- _Work task_:
The number of lines containing the word "Direction" is all you should give; count them in the records below.

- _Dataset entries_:
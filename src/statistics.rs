use std::time::Duration;

use chrono::{DateTime, Utc};

use crate::error::{MajorError, Result};
use crate::performance::NumberPerformance;
use crate::util::{from_millis_f64, mean, std_dev};

/// How many of the slowest recalls are kept for review
pub const SLOWEST_LIMIT: usize = 10;

/// Summary of a finished session
#[derive(Debug, Clone, PartialEq)]
pub struct SessionStatistics {
    pub total_duration: Duration,
    pub average_response_time: Duration,
    /// population std-dev of response times, in milliseconds
    pub response_time_std_dev: f64,
    pub total_numbers: usize,
    pub fastest_response: NumberPerformance,
    pub slowest_response: NumberPerformance,
    /// slowest first, at most `SLOWEST_LIMIT` entries
    pub slowest_responses: Vec<NumberPerformance>,
    /// ascending by number value
    pub all_performances: Vec<NumberPerformance>,
    pub start_time: DateTime<Utc>,
    pub end_time: DateTime<Utc>,
}

impl SessionStatistics {
    pub fn new(
        performances: &[NumberPerformance],
        start_time: DateTime<Utc>,
        end_time: DateTime<Utc>,
    ) -> Result<Self> {
        let (first, rest) = performances.split_first().ok_or_else(|| {
            MajorError::InvalidArgument(
                "cannot create statistics from empty performance list".to_string(),
            )
        })?;

        // strict comparisons keep the earliest entry on ties
        let (fastest, slowest) = rest.iter().fold((first, first), |(fast, slow), p| {
            let fast = if p.response_time() < fast.response_time() {
                p
            } else {
                fast
            };
            let slow = if p.response_time() > slow.response_time() {
                p
            } else {
                slow
            };
            (fast, slow)
        });

        let millis: Vec<f64> = performances.iter().map(|p| p.response_ms()).collect();
        let average_response_time = mean(&millis).map(from_millis_f64).unwrap_or_default();
        let response_time_std_dev = std_dev(&millis).unwrap_or(0.0);

        let mut slowest_responses = performances.to_vec();
        slowest_responses.sort_by(|a, b| b.response_time().cmp(&a.response_time()));
        slowest_responses.truncate(SLOWEST_LIMIT);

        let mut all_performances = performances.to_vec();
        all_performances.sort_by_key(|p| p.number().value());

        Ok(Self {
            total_duration: (end_time - start_time).to_std().unwrap_or_default(),
            average_response_time,
            response_time_std_dev,
            total_numbers: performances.len(),
            fastest_response: *fastest,
            slowest_response: *slowest,
            slowest_responses,
            all_performances,
            start_time,
            end_time,
        })
    }
}
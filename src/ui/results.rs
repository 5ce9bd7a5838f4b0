use ratatui::{
    layout::{Alignment, Constraint, Direction, Layout},
    style::{Color, Style},
    symbols::Marker,
    text::{Line, Span},
    widgets::{Axis, Cell, Chart, Dataset, GraphType, Paragraph, Row, Table},
    Frame,
};

use mnemo::{
    mnemonic::sounds_for_display,
    sequence::{format_number, NumberFormat},
    statistics::SessionStatistics,
    util::{format_clock, format_secs},
    NumberPerformance,
};

use super::{
    bold_style, charting, italic_style, response_color, title_block, HORIZONTAL_MARGIN,
    VERTICAL_MARGIN,
};
use crate::App;

/// One line summary shown under the chart
pub fn summary_line(stats: &SessionStatistics, format: NumberFormat) -> String {
    format!(
        "{} numbers in {}   avg {}   sd {:.0}ms   fastest {} ({})   slowest {} ({})",
        stats.total_numbers,
        format_clock(stats.total_duration),
        format_secs(stats.average_response_time),
        stats.response_time_std_dev,
        format_number(stats.fastest_response.number(), format),
        format_secs(stats.fastest_response.response_time()),
        format_number(stats.slowest_response.number(), format),
        format_secs(stats.slowest_response.response_time()),
    )
}

/// Row for the slowest-recall review table
pub fn present_row(p: &NumberPerformance, format: NumberFormat) -> Row<'static> {
    // sounds follow the number itself, so plain 7 stays "k" even when shown as 07
    let sounds = sounds_for_display(&p.number().display()).join("  +  ");

    Row::new(vec![
        Cell::from(format_number(p.number(), format)).style(bold_style()),
        Cell::from(format_secs(p.response_time()))
            .style(Style::default().fg(response_color(p.response_ms()))),
        Cell::from(sounds),
    ])
}

pub fn render_results(app: &mut App, f: &mut Frame) {
    let (Some(stats), Some(session)) = (app.statistics.as_ref(), app.session.as_ref()) else {
        return;
    };

    let chunks = Layout::default()
        .direction(Direction::Vertical)
        .horizontal_margin(HORIZONTAL_MARGIN)
        .vertical_margin(VERTICAL_MARGIN)
        .constraints([
            Constraint::Min(6),    // chart
            Constraint::Length(1), // summary
            Constraint::Length(1), // padding
            Constraint::Length(
                stats.slowest_responses.len() as u16 + 3, // borders + header
            ),
            Constraint::Length(1), // legend
        ])
        .split(f.area());

    // presentation order, not the value-sorted list
    let coords = charting::response_coords(session.performances());
    let (count, slowest_secs) = charting::compute_chart_params(&coords);

    let datasets = vec![Dataset::default()
        .marker(Marker::Braille)
        .style(Style::default().fg(Color::Magenta))
        .graph_type(GraphType::Line)
        .data(&coords)];

    let chart = Chart::new(datasets)
        .x_axis(
            Axis::default()
                .title("number")
                .bounds([1.0, count])
                .labels(vec![
                    Span::styled("1", bold_style()),
                    Span::styled(charting::format_label(count), bold_style()),
                ]),
        )
        .y_axis(
            Axis::default()
                .title("seconds")
                .bounds([0.0, slowest_secs])
                .labels(vec![
                    Span::styled("0", bold_style()),
                    Span::styled(charting::format_label(slowest_secs), bold_style()),
                ]),
        );
    f.render_widget(chart, chunks[0]);

    let format = app.format();
    let summary = Paragraph::new(Line::from(Span::styled(
        summary_line(stats, format),
        bold_style(),
    )))
    .alignment(Alignment::Center);
    f.render_widget(summary, chunks[1]);

    let header = Row::new(vec!["Number", "Time", "Sounds"])
        .style(bold_style().fg(Color::Yellow));
    let rows: Vec<Row> = stats
        .slowest_responses
        .iter()
        .map(|p| present_row(p, format))
        .collect();
    let table = Table::new(
        rows,
        [
            Constraint::Length(8),
            Constraint::Length(10),
            Constraint::Min(10),
        ],
    )
    .header(header)
    .block(title_block("Slowest recalls"))
    .column_spacing(2);
    f.render_widget(table, chunks[3]);

    let legend = Paragraph::new(Span::styled(
        "(r)etry / (n)ew / (s)tats / (esc)ape",
        italic_style(),
    ));
    f.render_widget(legend, chunks[4]);
}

- _Answer below_:
2